Não é surpresa que o Eclesiastes conclua que "não pode haver coisa melhor do que alegrar-se o homem nas suas obras, porque essa é a sua recompensa; quem o fará voltar para ver o que será depois dele?" E o Eclesiastes prossegue recomendando o egoísmo hedonista como uma resposta à ausência de vida após a morte: "Eu sei que não há outro bem na vida que ser feliz enquanto se vive. De fato, é presente de Deus que cada homem coma, beba e se alegre com o fruto de seu trabalho." Mas o Eclesiastes está errado. Mesmo que não haja céu ou inferno, há boas razões para que os seres humanos ajam de modo melhor que simplesmente buscar a felicidade. A verdadeira pessoa moral é aquela que faz a coisa certa sem promessa de recompensa ou ameaça de punição - sem uma análise custo-benefício. Fazer algo porque Deus assim o disse não torna uma pessoa moral; simplesmente nos diz que se trata de um crente prudente, semelhante àquele que obedece ao comando de rei secular todo-poderoso. A concordância de Abraão em sacrificar seu filho Isaque porque Deus assim o ordenou não o torna moral; simplesmente mostra que ele era obediente.
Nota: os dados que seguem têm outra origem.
//! Error types for the shared codecs

use thiserror::Error;

/// Decoding failure for base64 / base64url input
#[derive(Debug, Clone, PartialEq, Eq, Error)]
#[error("Invalid base64 input: {0}")]
pub struct DecodeError(pub String);

impl From<base64::DecodeError> for DecodeError {
    fn from(err: base64::DecodeError) -> Self {
        DecodeError(err.to_string())
    }
}

/// Result type for the shared codecs
pub type Result<T> = std::result::Result<T, DecodeError>;
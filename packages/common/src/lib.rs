//! Common infrastructure shared by the joset crates
//!
//! This crate provides:
//! - The unpadded, URL-safe base64 codec used by every compact token segment
//! - Logging helpers that never expose secret material

#![forbid(unsafe_code)]

pub mod base64url;
pub mod error;
pub mod logging;

pub use error::{DecodeError, Result};
pub use logging::LoggingTransformer;
//! ECDSA signature codec between ASN.1 DER and the fixed-width JWS form
//!
//! DER: `SEQUENCE { INTEGER r, INTEGER s }`. JWS (RFC 7518 §3.4): `r ‖ s`,
//! each left-padded to the curve's component size (32, 48 or 66 bytes).

use thiserror::Error;

const SEQUENCE: u8 = 0x30;
const INTEGER: u8 = 0x02;
const LONG_FORM_1: u8 = 0x81;

/// Signature codec failure
#[derive(Debug, Clone, PartialEq, Eq, Error)]
pub enum SignatureCodecError {
    /// DER structure did not match `SEQUENCE { INTEGER, INTEGER }`
    #[error("Could not extract parameters from DER signature")]
    MalformedDer,
    /// Fixed-width input of the wrong length
    #[error("Signature must be {expected} bytes, got {actual}")]
    InvalidLength {
        /// `2 * size`
        expected: usize,
        /// Input length
        actual: usize,
    },
}

struct Reader<'a> {
    bytes: &'a [u8],
    pos: usize,
}

impl<'a> Reader<'a> {
    fn byte(&mut self) -> Result<u8, SignatureCodecError> {
        let b = *self
            .bytes
            .get(self.pos)
            .ok_or(SignatureCodecError::MalformedDer)?;
        self.pos += 1;
        Ok(b)
    }

    fn take(&mut self, len: usize) -> Result<&'a [u8], SignatureCodecError> {
        let end = self
            .pos
            .checked_add(len)
            .ok_or(SignatureCodecError::MalformedDer)?;
        let slice = self
            .bytes
            .get(self.pos..end)
            .ok_or(SignatureCodecError::MalformedDer)?;
        self.pos = end;
        Ok(slice)
    }

    fn remaining(&self) -> usize {
        self.bytes.len() - self.pos
    }

    fn integer(&mut self, size: usize) -> Result<&'a [u8], SignatureCodecError> {
        if self.byte()? != INTEGER {
            return Err(SignatureCodecError::MalformedDer);
        }
        let len = usize::from(self.byte()?);
        if len == 0 || len > size + 1 {
            return Err(SignatureCodecError::MalformedDer);
        }
        let value = self.take(len)?;
        if len == size + 1 {
            // only a sign byte may push the integer past the component size
            return match value.split_first() {
                Some((0, rest)) => Ok(rest),
                _ => Err(SignatureCodecError::MalformedDer),
            };
        }
        Ok(value)
    }
}

/// Convert a DER ECDSA signature into `r ‖ s` of `2 * size` bytes
///
/// # Errors
///
/// Returns [`SignatureCodecError::MalformedDer`] on any structural mismatch.
pub fn der_to_concat(signature: &[u8], size: usize) -> Result<Vec<u8>, SignatureCodecError> {
    let mut reader = Reader {
        bytes: signature,
        pos: 0,
    };
    if reader.byte()? != SEQUENCE {
        return Err(SignatureCodecError::MalformedDer);
    }
    let mut seq_len = usize::from(reader.byte()?);
    if seq_len == usize::from(LONG_FORM_1) {
        seq_len = usize::from(reader.byte()?);
    } else if seq_len > 0x7f {
        return Err(SignatureCodecError::MalformedDer);
    }
    if seq_len != reader.remaining() {
        return Err(SignatureCodecError::MalformedDer);
    }

    let r = reader.integer(size)?;
    let s = reader.integer(size)?;
    if reader.remaining() != 0 {
        return Err(SignatureCodecError::MalformedDer);
    }

    let mut out = vec![0u8; 2 * size];
    out[size - r.len()..size].copy_from_slice(r);
    out[2 * size - s.len()..].copy_from_slice(s);
    Ok(out)
}

/// Minimal DER INTEGER content for an unsigned big-endian component
fn integer_content(component: &[u8]) -> Vec<u8> {
    let start = component
        .iter()
        .position(|&b| b != 0)
        .unwrap_or(component.len());
    let trimmed = &component[start..];
    match trimmed.first() {
        None => vec![0],
        Some(&b) if b >= 0x80 => {
            let mut content = Vec::with_capacity(trimmed.len() + 1);
            content.push(0);
            content.extend_from_slice(trimmed);
            content
        }
        Some(_) => trimmed.to_vec(),
    }
}

/// Convert `r ‖ s` of `2 * size` bytes into a DER ECDSA signature
///
/// # Errors
///
/// Returns [`SignatureCodecError::InvalidLength`] when the input is not
/// exactly `2 * size` bytes.
pub fn concat_to_der(signature: &[u8], size: usize) -> Result<Vec<u8>, SignatureCodecError> {
    if signature.len() != 2 * size {
        return Err(SignatureCodecError::InvalidLength {
            expected: 2 * size,
            actual: signature.len(),
        });
    }
    let (r, s) = signature.split_at(size);
    let r = integer_content(r);
    let s = integer_content(s);

    let content_len = r.len() + s.len() + 4;
    let mut der = Vec::with_capacity(content_len + 3);
    der.push(SEQUENCE);
    if content_len < 0x80 {
        der.push(content_len as u8);
    } else {
        // r and s are at most 67 bytes each, so one length byte suffices
        der.push(LONG_FORM_1);
        der.push(content_len as u8);
    }
    for int in [&r, &s] {
        der.push(INTEGER);
        der.push(int.len() as u8);
        der.extend_from_slice(int);
    }
    Ok(der)
}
Há pessoas demais que abrem mão da responsabilidade moral em função de Deus, como Abraão fez. Com o propósito de discutir o caráter e a moralidade, eu assumirei que não existe um Deus que ordena, recompensa, pune ou intervém. Se isto é verdadeiro ou não, qualquer que seja o significado de verdade no contexto da fé, ainda assim trata-se de um mecanismo heurístico útil, através do qual se pode avaliar o caráter e a moralidade. Assim como Pascal argumentou que a aposta mais prudente é a de depositar seu dinheiro eterno em Deus, é igualmente um constructo útil assumir a não-existência de Deus quando julgamos se uma ação humana deveria ser considerada boa. Há uma história religiosa maravilhosa, sobre um rabino a quem perguntaram se é mais apropriado agir como se Deus não existisse. Ele respondeu: "Sim, pois quando pedirem a você que seja caridoso, você deve sê-lo como se não houvesse Deus a ajudar o objeto da caridade."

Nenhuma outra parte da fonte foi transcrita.